L'Equipe. Ecco le verità di Rudy Pevenage

| 08/07/2010 | 11:32
Un incontro in una stanza d’albergo all'aeroporto di Bruxelles, lunedì. Rudy Pevenage, l'ex mentore di Jan Ullrich, è arrivato al mattino: vive a Grammont (Belgio), sulla strada del Giro delle Fiandre. Chiuso nel suo silenzio dal 2006, ora ha deciso di parlare. "Di recente, un dirigente francese ha detto che ero il diavolo del ciclismo. È ingiusto, io voglio spiegare”.

Incontra ancora Jan Ullrich?
- Di tanto in tanto. So che cerca di recuperare il tempo che ha perso la sua famiglia quando era corridore. Vuole vivere questi momenti semplici lontano dalla confusione del ciclismo mondiale, che non gli è mai veramente piaciuto.

- Ha mai pensato di tornare a correre?
- No. Sapeva che era impossibile. Jan è stato punito come Ivan Basso, ma la differenza è che lui è tedesco e vive in Svizzera. Due paesi in cui non vi è alcuna possibilità di fare ammenda e ricominciare tutto da zero dopo una sospensione.

- Lei si senti in colpa?
- Quanto è accaduto a Starsburgo è stato uno shock, ovviamente. Ma finora non ho parlato perché ho sempre sperato di tornare al ciclismo. Col senno di poi, dico che si sono limitati a punire il minimo numero di persone e hanno lasciatoi partire il Tour 2006 con almeno la metà del plotone che aveva commesso le stesse stronzate.

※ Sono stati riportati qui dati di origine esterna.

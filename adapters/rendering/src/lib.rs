#![deny(
    unsafe_code,
    missing_docs,
    dead_code,
    unused_results,
    non_snake_case,
    unreachable_pub
)]

//! Shared rendering contracts for snake tester adapters.
//!
//! Systems produce [`Primitive`] lists positioned through a [`BoardGeometry`];
//! backends turn a [`Presentation`] into concrete output. Head and tail
//! artwork is referenced through opaque [`ArtworkHandle`] values obtained from
//! an [`ArtworkResolver`], so nothing in this crate depends on a particular
//! drawing technology.

use anyhow::Result as AnyResult;
use glam::Vec2;
use snake_tester_core::{BoardDimensions, Coordinate};

/// Default side length of a board cell in presentation units.
pub const CELL_SIZE: f32 = 20.0;

/// Default gap between neighbouring cells and around the board edge.
pub const CELL_SPACING: f32 = 4.0;

/// Distance head and tail artwork is nudged to hide seams with the body.
pub const END_OVERLAP: f32 = 0.2;

/// Side length of the square view box head and tail artwork is authored in.
pub const ARTWORK_VIEW_BOX: f32 = 100.0;

/// Side length of the square view box the corner path is authored in.
pub const CORNER_VIEW_BOX: f32 = 140.0;

/// Path of the quarter-round corner piece in its unrotated (bottom-left) pose.
pub const CORNER_PATH: &str = "M0,20 h60 a60,60 0 0 1 60,60 v60 h-100 v-20 h-20 z";

/// RGBA color used when presenting frames.
#[derive(Clone, Copy, Debug, PartialEq)]
pub struct Color {
    /// Red channel intensity in the range 0.0..=1.0.
    pub red: f32,
    /// Green channel intensity in the range 0.0..=1.0.
    pub green: f32,
    /// Blue channel intensity in the range 0.0..=1.0.
    pub blue: f32,
    /// Alpha channel intensity in the range 0.0..=1.0.
    pub alpha: f32,
}

impl Color {
    /// Creates a new color from floating point channels.
    #[must_use]
    pub const fn new(red: f32, green: f32, blue: f32, alpha: f32) -> Self {
        Self {
            red,
            green,
            blue,
            alpha,
        }
    }

    /// Creates an opaque color from byte RGB values.
    #[must_use]
    pub const fn from_rgb_u8(red: u8, green: u8, blue: u8) -> Self {
        Self {
            red: red as f32 / 255.0,
            green: green as f32 / 255.0,
            blue: blue as f32 / 255.0,
            alpha: 1.0,
        }
    }

    /// Parses an opaque color written as `#rrggbb` or `#rgb`.
    pub fn from_hex(value: &str) -> Result<Self, RenderingError> {
        let invalid = || RenderingError::InvalidColor {
            value: value.to_owned(),
        };
        let digits = value.strip_prefix('#').ok_or_else(invalid)?;
        if !digits.chars().all(|digit| digit.is_ascii_hexdigit()) {
            return Err(invalid());
        }

        let channel = |range: std::ops::Range<usize>| {
            u8::from_str_radix(&digits[range], 16).map_err(|_| invalid())
        };
        match digits.len() {
            6 => Ok(Self::from_rgb_u8(channel(0..2)?, channel(2..4)?, channel(4..6)?)),
            3 => {
                let short = |index: usize| channel(index..index + 1).map(|nibble| nibble * 17);
                Ok(Self::from_rgb_u8(short(0)?, short(1)?, short(2)?))
            }
            _ => Err(invalid()),
        }
    }

    /// Formats the RGB channels as `#rrggbb`, ignoring alpha.
    #[must_use]
    pub fn to_hex(self) -> String {
        format!(
            "#{:02x}{:02x}{:02x}",
            channel_to_u8(self.red),
            channel_to_u8(self.green),
            channel_to_u8(self.blue)
        )
    }
}

fn channel_to_u8(channel: f32) -> u8 {
    (channel.clamp(0.0, 1.0) * 255.0).round() as u8
}

/// Axis-aligned rectangle in presentation units; `position` is the top-left corner.
#[derive(Clone, Copy, Debug, PartialEq)]
pub struct Rect {
    /// Top-left corner.
    pub position: Vec2,
    /// Width and height.
    pub size: Vec2,
}

impl Rect {
    /// Creates a rectangle from its top-left corner and size.
    #[must_use]
    pub const fn new(position: Vec2, size: Vec2) -> Self {
        Self { position, size }
    }

    /// Centre point of the rectangle.
    #[must_use]
    pub fn center(&self) -> Vec2 {
        self.position + self.size * 0.5
    }
}

/// Maps board cells to presentation units.
///
/// Row 0 is the bottom row of the board, so rows are flipped when mapped onto
/// the downward-growing presentation axis.
#[derive(Clone, Copy, Debug, PartialEq)]
pub struct BoardGeometry {
    columns: u32,
    rows: u32,
    cell_size: f32,
    spacing: f32,
}

impl BoardGeometry {
    /// Geometry for the board using [`CELL_SIZE`] and [`CELL_SPACING`].
    #[must_use]
    pub const fn new(dimensions: BoardDimensions) -> Self {
        Self {
            columns: dimensions.width(),
            rows: dimensions.height(),
            cell_size: CELL_SIZE,
            spacing: CELL_SPACING,
        }
    }

    /// Side length of a cell.
    #[must_use]
    pub const fn cell_size(&self) -> f32 {
        self.cell_size
    }

    /// Gap between cells.
    #[must_use]
    pub const fn spacing(&self) -> f32 {
        self.spacing
    }

    /// Distance between the left edges of neighbouring cells.
    #[must_use]
    pub fn pitch(&self) -> f32 {
        self.cell_size + self.spacing
    }

    /// Left edge of the column.
    ///
    /// Columns outside the board are accepted so that fillers bridging toward
    /// a neighbour can be placed relative to cells past the edge.
    #[must_use]
    pub fn to_pixel_x(&self, column: i64) -> f32 {
        self.pitch() * column as f32 + self.spacing
    }

    /// Top edge of the row, flipped so that row 0 is drawn lowest.
    #[must_use]
    pub fn to_pixel_y(&self, row: i64) -> f32 {
        self.pitch() * (i64::from(self.rows) - 1 - row) as f32 + self.spacing
    }

    /// Top-left corner of the cell.
    #[must_use]
    pub fn cell_origin(&self, cell: Coordinate) -> Vec2 {
        Vec2::new(
            self.to_pixel_x(i64::from(cell.x())),
            self.to_pixel_y(i64::from(cell.y())),
        )
    }

    /// Rectangle covered by the cell.
    #[must_use]
    pub fn cell_rect(&self, cell: Coordinate) -> Rect {
        Rect::new(self.cell_origin(cell), Vec2::splat(self.cell_size))
    }

    /// Size of the whole board including the outer margin.
    #[must_use]
    pub fn view_box(&self) -> Vec2 {
        Vec2::new(
            self.pitch() * self.columns as f32 + self.spacing,
            self.pitch() * self.rows as f32 + self.spacing,
        )
    }
}

/// Family of artwork a handle refers to.
#[derive(Clone, Copy, Debug, PartialEq, Eq, Hash)]
pub enum ArtworkKind {
    /// Snake heads.
    Head,
    /// Snake tails.
    Tail,
}

/// Opaque reference to a piece of head or tail artwork.
#[derive(Clone, Debug, PartialEq, Eq, Hash)]
pub struct ArtworkHandle {
    kind: ArtworkKind,
    key: String,
}

impl ArtworkHandle {
    /// Creates a handle for the resolved key.
    #[must_use]
    pub fn new<T>(kind: ArtworkKind, key: T) -> Self
    where
        T: Into<String>,
    {
        Self {
            kind,
            key: key.into(),
        }
    }

    /// Family of the artwork.
    #[must_use]
    pub const fn kind(&self) -> ArtworkKind {
        self.kind
    }

    /// Resolved key, after any fallback.
    #[must_use]
    pub fn key(&self) -> &str {
        &self.key
    }
}

/// Collaborator mapping style keys to artwork handles.
pub trait ArtworkResolver {
    /// Resolves the key, falling back to the default artwork of the kind when
    /// the key is unknown.
    fn resolve(&self, kind: ArtworkKind, key: &str) -> ArtworkHandle;
}

/// Orientation applied to artwork about the centre of its view box.
#[derive(Clone, Copy, Debug, PartialEq)]
pub enum ArtworkTransform {
    /// Drawn as authored.
    Identity,
    /// Mirrored horizontally.
    Mirror,
    /// Rotated by the given degrees, clockwise positive.
    Rotate(f32),
    /// Mirrored horizontally, then rotated by the given degrees.
    MirrorRotate(f32),
}

/// Drawable element positioned in presentation units.
#[derive(Clone, Debug, PartialEq)]
pub enum Primitive {
    /// Filled rectangle.
    Rect {
        /// Covered area.
        rect: Rect,
        /// Fill color.
        fill: Color,
        /// Opacity in the range 0.0..=1.0.
        opacity: f32,
    },
    /// Filled circle.
    Circle {
        /// Centre point.
        center: Vec2,
        /// Radius.
        radius: f32,
        /// Fill color.
        fill: Color,
        /// Opacity in the range 0.0..=1.0.
        opacity: f32,
    },
    /// Quarter-round body piece drawn from [`CORNER_PATH`].
    Corner {
        /// Area the [`CORNER_VIEW_BOX`] is scaled into.
        rect: Rect,
        /// Clockwise rotation about the centre, in degrees.
        rotation: f32,
        /// Fill color.
        fill: Color,
        /// Opacity in the range 0.0..=1.0.
        opacity: f32,
    },
    /// Head or tail artwork.
    Artwork {
        /// Artwork to draw.
        handle: ArtworkHandle,
        /// Area the [`ARTWORK_VIEW_BOX`] is scaled into.
        rect: Rect,
        /// Orientation of the artwork.
        transform: ArtworkTransform,
        /// Fill color.
        fill: Color,
        /// Opacity in the range 0.0..=1.0.
        opacity: f32,
    },
}

impl Primitive {
    /// Opacity of the primitive.
    #[must_use]
    pub const fn opacity(&self) -> f32 {
        match self {
            Self::Rect { opacity, .. }
            | Self::Circle { opacity, .. }
            | Self::Corner { opacity, .. }
            | Self::Artwork { opacity, .. } => *opacity,
        }
    }

    /// Fill color of the primitive.
    #[must_use]
    pub const fn fill(&self) -> Color {
        match self {
            Self::Rect { fill, .. }
            | Self::Circle { fill, .. }
            | Self::Corner { fill, .. }
            | Self::Artwork { fill, .. } => *fill,
        }
    }

    /// Returns the primitive with its opacity multiplied by `factor`.
    #[must_use]
    pub fn scale_opacity(mut self, factor: f32) -> Self {
        match &mut self {
            Self::Rect { opacity, .. }
            | Self::Circle { opacity, .. }
            | Self::Corner { opacity, .. }
            | Self::Artwork { opacity, .. } => *opacity *= factor,
        }
        self
    }
}

/// Colors shared by every board rendering.
#[derive(Clone, Copy, Debug, PartialEq)]
pub struct Palette {
    /// Fill of segments covering a cell already claimed by another snake.
    pub overlap: Color,
    /// Fill of food circles.
    pub food: Color,
    /// Fill of hazard cells.
    pub hazard: Color,
    /// Opacity of hazard cells.
    pub hazard_opacity: f32,
    /// Fill of empty cells.
    pub cell_background: Color,
}

impl Default for Palette {
    fn default() -> Self {
        Self {
            overlap: Color::from_rgb_u8(0xff, 0x4f, 0x4f),
            food: Color::from_rgb_u8(0xff, 0x5c, 0x75),
            hazard: Color::from_rgb_u8(0x00, 0x00, 0x00),
            hazard_opacity: 0.3,
            cell_background: Color::from_rgb_u8(0xf1, 0xf1, 0xf1),
        }
    }
}

/// Presentation descriptor consumed by rendering backends.
#[derive(Clone, Debug, PartialEq)]
pub struct Presentation {
    /// Size of the drawing surface.
    pub view_box: Vec2,
    /// Primitives in painting order, later ones on top.
    pub primitives: Vec<Primitive>,
}

impl Presentation {
    /// Constructs a new presentation descriptor.
    #[must_use]
    pub const fn new(view_box: Vec2, primitives: Vec<Primitive>) -> Self {
        Self {
            view_box,
            primitives,
        }
    }
}

/// Rendering backend capable of presenting board scenes.
pub trait RenderingBackend {
    /// Product of presenting a scene, such as a document or a file path.
    type Output;

    /// Draws the presentation, painting primitives in order.
    fn present(&mut self, presentation: &Presentation) -> AnyResult<Self::Output>;
}

/// Errors that can occur when constructing rendering descriptors.
#[derive(Clone, Debug, PartialEq, thiserror::Error)]
pub enum RenderingError {
    /// A color string is not `#rrggbb` or `#rgb`.
    #[error("invalid color `{value}`")]
    InvalidColor {
        /// Provided text that failed validation.
        value: String,
    },
}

- Colpa del dottor Fuentes?
- Dobbiamo smettere di chiudere gli occhi, Fuentes non era l'unico medico attivo  in quel momento. Anche le altre squadre avevano la loro organizzazione medica. Ma quel che cosa è successo con Manolo Saiz e Rudy Pevenage ha salvato gli altri, come accadde per la Festina nel 1998. Una squadra all’indice, poi si è evitato di indagare sugli altri. Non c'è solidarietà nel ciclismo, sarebbe stato molto più utile che a Strasburgo tutti mettessero sul piatto la verità per ricominciare su nuove basi.

- Lei è sempre arrabbiato?
- No, la rabbia è finita, risale a quattro anni, ora ho digerito tutta la faccenda. Que le che non mi piace, invece, è vedere corridori clienti di Fuentes che sono ancora in prima fila a dare lezioni.

- Ma non si sarebbe potuto evitare quel che è successo a Strasburgo nel 2006?
- Forse sì, chissà... Il lunedi o il martedì che precedevano la partenza, un tizio altolocato mi ha chiamato per dirmi di far in modo di fermare Ullrich ad ogni costo: "Rudy, digli di rompersi una clavicola scendendo dalle scale", ha raccomandato. Ma come avrei potuto spiegarlo a Jan? Mi avrebbe preso per pazzo. E poi fino alla fine lui era convinto che avrebbe potuto correre e vincere il Tour. Nel pomeriggio di venerdì si è allenato come un matto, pedalando sui rulli nella sua camera...

- Qual è stato il suo ruolo in questa vicenda?

- La mia colpa è che ho organizzato i viaggi a Madrid per Jan.

- Dal dottor Fuentes?

- Sì, da Fuentes. Che senso avrebbe ora continuare a mentire? Ma dovete sapere che non avevo l'impressione di sbagliare. Ho conosciuto un sacco di clienti di Fuentes, tra cui buoni corridori che erano in partenza per il Tour 2006. Sapevo anche che c’erano altri medici che facevano lo stesso lavoro di Fuentes. Tutti sapevano che era quasi normale, pur riconoscendo l’illegalità dei metodi.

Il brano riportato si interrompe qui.